- _Work instruction_
What you need to produce from the material below is an exact transcription of the lines from the one with "the thread folder." through the one with "fn fmt(&self, f: &mut", both included, and no other line.

Start of Data

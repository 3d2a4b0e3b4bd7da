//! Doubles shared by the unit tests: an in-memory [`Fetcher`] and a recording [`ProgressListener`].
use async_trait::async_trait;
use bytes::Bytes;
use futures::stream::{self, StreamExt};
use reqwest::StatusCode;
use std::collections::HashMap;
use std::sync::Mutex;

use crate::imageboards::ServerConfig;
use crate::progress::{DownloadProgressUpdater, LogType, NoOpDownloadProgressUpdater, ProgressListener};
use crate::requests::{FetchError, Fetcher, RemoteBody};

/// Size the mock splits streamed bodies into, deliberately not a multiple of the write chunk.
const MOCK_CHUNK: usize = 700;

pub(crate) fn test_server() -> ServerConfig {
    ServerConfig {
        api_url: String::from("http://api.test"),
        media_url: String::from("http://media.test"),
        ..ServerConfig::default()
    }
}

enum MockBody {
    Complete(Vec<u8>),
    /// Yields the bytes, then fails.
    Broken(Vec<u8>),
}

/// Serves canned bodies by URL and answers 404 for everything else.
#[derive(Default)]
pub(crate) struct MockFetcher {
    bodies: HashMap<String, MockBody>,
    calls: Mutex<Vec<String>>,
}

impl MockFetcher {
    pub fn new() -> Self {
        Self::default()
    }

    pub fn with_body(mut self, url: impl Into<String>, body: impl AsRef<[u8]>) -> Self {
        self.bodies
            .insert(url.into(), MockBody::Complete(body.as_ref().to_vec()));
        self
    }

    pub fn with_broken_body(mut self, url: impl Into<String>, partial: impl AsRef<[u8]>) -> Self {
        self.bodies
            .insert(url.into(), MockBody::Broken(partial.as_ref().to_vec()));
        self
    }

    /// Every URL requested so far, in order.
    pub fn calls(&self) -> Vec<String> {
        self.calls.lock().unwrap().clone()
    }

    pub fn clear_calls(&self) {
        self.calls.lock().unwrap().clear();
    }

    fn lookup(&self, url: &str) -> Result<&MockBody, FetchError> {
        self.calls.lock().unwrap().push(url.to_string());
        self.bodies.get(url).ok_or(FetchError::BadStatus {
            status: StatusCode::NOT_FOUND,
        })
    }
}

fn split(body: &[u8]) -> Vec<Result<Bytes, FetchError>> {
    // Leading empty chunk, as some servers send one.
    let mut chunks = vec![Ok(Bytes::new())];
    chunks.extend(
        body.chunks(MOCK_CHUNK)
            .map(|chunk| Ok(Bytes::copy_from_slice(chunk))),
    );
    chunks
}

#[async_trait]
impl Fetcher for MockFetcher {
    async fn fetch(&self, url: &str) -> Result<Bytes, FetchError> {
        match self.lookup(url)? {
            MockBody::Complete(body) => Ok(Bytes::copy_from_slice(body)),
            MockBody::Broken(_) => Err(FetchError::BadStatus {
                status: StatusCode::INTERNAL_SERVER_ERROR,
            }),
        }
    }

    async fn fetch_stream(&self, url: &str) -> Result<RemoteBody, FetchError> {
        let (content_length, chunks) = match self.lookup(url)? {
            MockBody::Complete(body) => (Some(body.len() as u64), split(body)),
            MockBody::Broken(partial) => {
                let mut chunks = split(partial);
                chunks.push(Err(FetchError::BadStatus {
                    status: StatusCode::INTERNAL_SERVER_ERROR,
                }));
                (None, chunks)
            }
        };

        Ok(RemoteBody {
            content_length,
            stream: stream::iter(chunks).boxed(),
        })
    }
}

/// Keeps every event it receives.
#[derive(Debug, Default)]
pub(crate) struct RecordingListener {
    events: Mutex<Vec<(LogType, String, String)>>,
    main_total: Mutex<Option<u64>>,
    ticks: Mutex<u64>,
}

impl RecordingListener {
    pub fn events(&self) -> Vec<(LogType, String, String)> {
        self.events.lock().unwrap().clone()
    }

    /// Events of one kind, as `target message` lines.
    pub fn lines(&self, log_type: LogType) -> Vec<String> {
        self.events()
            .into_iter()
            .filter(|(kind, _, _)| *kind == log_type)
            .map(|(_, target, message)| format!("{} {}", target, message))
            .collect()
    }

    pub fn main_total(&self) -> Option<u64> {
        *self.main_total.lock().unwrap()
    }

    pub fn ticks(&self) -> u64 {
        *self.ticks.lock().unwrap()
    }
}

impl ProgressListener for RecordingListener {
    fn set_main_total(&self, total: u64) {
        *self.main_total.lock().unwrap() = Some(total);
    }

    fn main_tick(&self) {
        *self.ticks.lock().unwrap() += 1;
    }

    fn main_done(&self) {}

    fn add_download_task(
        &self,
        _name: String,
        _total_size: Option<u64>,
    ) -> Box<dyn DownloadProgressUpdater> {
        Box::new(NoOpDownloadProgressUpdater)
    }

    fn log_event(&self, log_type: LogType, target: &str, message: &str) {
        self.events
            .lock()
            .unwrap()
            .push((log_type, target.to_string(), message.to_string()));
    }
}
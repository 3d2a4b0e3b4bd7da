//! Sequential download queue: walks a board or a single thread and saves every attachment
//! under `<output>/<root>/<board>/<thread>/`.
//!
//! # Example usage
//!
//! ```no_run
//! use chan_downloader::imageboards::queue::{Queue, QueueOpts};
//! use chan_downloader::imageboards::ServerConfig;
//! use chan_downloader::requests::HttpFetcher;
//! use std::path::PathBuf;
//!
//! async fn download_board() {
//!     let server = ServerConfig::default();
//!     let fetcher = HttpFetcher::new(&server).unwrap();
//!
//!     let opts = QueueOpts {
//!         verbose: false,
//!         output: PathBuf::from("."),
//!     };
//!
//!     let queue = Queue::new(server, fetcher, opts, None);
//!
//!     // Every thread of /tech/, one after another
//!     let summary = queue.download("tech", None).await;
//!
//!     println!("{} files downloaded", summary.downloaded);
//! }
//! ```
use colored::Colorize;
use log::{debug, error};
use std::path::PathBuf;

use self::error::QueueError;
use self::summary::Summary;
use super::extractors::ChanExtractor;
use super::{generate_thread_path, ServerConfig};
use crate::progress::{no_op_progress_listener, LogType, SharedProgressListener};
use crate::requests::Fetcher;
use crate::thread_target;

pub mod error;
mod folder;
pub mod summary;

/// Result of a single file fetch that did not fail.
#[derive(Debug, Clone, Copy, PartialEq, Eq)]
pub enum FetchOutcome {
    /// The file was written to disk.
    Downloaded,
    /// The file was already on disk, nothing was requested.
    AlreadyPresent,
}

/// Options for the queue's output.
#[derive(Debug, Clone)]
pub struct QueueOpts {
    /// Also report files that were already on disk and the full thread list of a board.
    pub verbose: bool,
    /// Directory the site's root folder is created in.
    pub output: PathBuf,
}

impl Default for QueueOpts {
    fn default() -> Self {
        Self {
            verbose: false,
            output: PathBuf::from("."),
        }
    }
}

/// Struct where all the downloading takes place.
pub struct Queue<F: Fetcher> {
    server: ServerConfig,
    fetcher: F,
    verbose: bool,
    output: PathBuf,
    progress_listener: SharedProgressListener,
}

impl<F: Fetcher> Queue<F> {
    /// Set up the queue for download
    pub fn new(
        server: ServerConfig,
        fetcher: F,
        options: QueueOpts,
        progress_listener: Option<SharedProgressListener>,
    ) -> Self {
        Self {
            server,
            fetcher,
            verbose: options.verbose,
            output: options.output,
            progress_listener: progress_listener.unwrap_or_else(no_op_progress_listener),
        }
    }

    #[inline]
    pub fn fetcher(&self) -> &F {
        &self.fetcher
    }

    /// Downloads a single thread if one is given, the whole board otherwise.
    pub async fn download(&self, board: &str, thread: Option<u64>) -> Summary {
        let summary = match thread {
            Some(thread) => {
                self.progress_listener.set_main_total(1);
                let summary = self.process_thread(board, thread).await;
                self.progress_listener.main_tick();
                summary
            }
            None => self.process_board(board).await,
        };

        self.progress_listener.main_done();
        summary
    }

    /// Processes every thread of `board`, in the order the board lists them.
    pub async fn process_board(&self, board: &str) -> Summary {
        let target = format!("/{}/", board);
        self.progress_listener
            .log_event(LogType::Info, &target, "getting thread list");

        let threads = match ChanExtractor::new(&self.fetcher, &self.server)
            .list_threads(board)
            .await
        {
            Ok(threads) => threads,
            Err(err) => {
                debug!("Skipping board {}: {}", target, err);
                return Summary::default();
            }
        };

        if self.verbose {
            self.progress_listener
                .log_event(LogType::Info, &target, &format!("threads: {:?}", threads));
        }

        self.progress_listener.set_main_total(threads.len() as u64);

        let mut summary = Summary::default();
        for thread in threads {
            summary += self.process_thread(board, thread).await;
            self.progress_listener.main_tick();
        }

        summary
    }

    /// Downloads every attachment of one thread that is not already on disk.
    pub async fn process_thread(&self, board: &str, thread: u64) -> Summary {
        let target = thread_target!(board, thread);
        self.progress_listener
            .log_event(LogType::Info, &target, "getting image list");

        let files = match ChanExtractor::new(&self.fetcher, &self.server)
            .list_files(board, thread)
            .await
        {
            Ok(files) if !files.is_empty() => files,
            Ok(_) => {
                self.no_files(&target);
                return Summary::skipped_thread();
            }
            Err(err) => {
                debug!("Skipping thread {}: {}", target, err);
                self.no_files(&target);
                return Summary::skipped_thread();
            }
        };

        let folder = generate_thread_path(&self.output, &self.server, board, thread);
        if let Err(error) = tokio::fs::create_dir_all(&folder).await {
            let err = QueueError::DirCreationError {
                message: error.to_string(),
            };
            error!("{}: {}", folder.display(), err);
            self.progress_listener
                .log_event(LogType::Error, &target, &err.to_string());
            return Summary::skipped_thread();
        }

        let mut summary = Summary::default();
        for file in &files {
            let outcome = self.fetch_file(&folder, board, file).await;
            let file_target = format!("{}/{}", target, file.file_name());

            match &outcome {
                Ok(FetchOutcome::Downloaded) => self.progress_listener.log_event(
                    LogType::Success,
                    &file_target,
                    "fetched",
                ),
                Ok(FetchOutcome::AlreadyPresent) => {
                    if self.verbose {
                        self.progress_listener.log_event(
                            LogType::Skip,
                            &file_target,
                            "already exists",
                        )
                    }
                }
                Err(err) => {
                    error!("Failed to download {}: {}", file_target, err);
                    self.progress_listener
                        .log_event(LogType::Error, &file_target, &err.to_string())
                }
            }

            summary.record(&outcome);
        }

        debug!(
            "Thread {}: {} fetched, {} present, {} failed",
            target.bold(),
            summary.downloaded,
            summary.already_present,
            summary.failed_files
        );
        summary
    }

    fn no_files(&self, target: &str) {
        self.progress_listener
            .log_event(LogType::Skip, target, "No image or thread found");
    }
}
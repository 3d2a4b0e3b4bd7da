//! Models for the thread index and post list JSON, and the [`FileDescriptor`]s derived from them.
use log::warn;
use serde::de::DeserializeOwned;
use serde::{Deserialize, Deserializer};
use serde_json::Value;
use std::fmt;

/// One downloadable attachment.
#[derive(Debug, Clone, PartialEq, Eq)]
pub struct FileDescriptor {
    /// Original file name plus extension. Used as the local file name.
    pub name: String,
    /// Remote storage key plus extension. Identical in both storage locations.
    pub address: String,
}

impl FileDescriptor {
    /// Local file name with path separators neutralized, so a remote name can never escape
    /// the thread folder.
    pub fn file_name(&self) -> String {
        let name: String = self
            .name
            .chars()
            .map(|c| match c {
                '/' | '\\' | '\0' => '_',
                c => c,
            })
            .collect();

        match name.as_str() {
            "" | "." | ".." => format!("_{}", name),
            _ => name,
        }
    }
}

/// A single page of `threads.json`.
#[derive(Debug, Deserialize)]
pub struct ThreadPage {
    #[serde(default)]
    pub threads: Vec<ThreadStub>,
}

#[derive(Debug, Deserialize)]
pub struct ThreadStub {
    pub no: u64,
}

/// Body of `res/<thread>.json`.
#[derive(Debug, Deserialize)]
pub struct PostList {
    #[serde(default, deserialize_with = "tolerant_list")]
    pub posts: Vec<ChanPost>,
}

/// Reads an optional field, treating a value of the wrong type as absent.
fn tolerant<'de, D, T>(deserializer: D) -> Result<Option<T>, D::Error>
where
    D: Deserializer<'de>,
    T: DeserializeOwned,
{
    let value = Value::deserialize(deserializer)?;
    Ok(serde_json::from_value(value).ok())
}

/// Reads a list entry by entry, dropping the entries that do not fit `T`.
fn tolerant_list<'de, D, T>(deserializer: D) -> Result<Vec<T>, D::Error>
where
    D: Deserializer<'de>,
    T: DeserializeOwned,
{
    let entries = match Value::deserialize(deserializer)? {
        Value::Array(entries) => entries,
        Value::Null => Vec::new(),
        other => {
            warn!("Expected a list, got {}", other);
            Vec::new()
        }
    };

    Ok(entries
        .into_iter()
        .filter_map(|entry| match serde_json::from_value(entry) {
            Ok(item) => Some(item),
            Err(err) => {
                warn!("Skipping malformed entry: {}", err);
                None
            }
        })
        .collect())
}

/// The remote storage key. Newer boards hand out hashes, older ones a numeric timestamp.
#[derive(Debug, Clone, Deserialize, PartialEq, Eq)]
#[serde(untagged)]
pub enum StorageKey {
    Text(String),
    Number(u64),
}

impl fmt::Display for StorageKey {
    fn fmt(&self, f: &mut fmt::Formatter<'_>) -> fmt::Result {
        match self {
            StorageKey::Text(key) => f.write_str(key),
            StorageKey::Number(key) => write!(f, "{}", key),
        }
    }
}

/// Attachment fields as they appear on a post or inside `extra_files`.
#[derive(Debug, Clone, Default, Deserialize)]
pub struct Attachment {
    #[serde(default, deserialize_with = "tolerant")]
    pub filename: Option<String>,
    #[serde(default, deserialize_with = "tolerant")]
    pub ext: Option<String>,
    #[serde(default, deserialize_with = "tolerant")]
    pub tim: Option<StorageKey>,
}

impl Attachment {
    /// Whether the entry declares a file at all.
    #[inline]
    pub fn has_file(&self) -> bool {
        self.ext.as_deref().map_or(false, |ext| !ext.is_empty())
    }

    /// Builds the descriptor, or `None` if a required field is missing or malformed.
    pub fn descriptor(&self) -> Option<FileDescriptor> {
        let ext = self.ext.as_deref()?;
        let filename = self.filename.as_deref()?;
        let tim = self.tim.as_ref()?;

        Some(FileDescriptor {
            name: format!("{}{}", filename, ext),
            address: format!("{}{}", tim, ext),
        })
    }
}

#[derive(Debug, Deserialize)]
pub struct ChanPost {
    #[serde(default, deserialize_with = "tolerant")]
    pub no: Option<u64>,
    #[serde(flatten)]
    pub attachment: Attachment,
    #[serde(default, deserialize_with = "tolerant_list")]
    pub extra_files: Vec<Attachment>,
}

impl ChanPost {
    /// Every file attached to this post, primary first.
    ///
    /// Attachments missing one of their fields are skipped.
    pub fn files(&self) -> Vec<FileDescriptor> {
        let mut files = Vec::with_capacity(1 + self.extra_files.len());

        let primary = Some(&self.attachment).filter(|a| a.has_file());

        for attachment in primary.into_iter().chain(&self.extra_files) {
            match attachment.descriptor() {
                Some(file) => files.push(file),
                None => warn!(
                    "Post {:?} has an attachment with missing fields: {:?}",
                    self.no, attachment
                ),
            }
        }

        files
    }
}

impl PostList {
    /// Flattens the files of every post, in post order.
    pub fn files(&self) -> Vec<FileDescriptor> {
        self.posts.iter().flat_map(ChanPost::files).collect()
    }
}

End of Data

- _Written reply_
    /// the thread folder.
    pub fn file_name(&self) -> String {
        let name: String = self
            .name
            .chars()
            .map(|c| match c {
                '/' | '\\' | '\0' => '_',
                c => c,
            })
            .collect();

        match name.as_str() {
            "" | "." | ".." => format!("_{}", name),
            _ => name,
        }
    }
}

/// A single page of `threads.json`.
#[derive(Debug, Deserialize)]
pub struct ThreadPage {
    #[serde(default)]
    pub threads: Vec<ThreadStub>,
}

#[derive(Debug, Deserialize)]
pub struct ThreadStub {
    pub no: u64,
}

/// Body of `res/<thread>.json`.
#[derive(Debug, Deserialize)]
pub struct PostList {
    #[serde(default, deserialize_with = "tolerant_list")]
    pub posts: Vec<ChanPost>,
}

/// Reads an optional field, treating a value of the wrong type as absent.
fn tolerant<'de, D, T>(deserializer: D) -> Result<Option<T>, D::Error>
where
    D: Deserializer<'de>,
    T: DeserializeOwned,
{
    let value = Value::deserialize(deserializer)?;
    Ok(serde_json::from_value(value).ok())
}

/// Reads a list entry by entry, dropping the entries that do not fit `T`.
fn tolerant_list<'de, D, T>(deserializer: D) -> Result<Vec<T>, D::Error>
where
    D: Deserializer<'de>,
    T: DeserializeOwned,
{
    let entries = match Value::deserialize(deserializer)? {
        Value::Array(entries) => entries,
        Value::Null => Vec::new(),
        other => {
            warn!("Expected a list, got {}", other);
            Vec::new()
        }
    };

    Ok(entries
        .into_iter()
        .filter_map(|entry| match serde_json::from_value(entry) {
            Ok(item) => Some(item),
            Err(err) => {
                warn!("Skipping malformed entry: {}", err);
                None
            }
        })
        .collect())
}

/// The remote storage key. Newer boards hand out hashes, older ones a numeric timestamp.
#[derive(Debug, Clone, Deserialize, PartialEq, Eq)]
#[serde(untagged)]
pub enum StorageKey {
    Text(String),
    Number(u64),
}

impl fmt::Display for StorageKey {
    fn fmt(&self, f: &mut fmt::Formatter<'_>) -> fmt::Result {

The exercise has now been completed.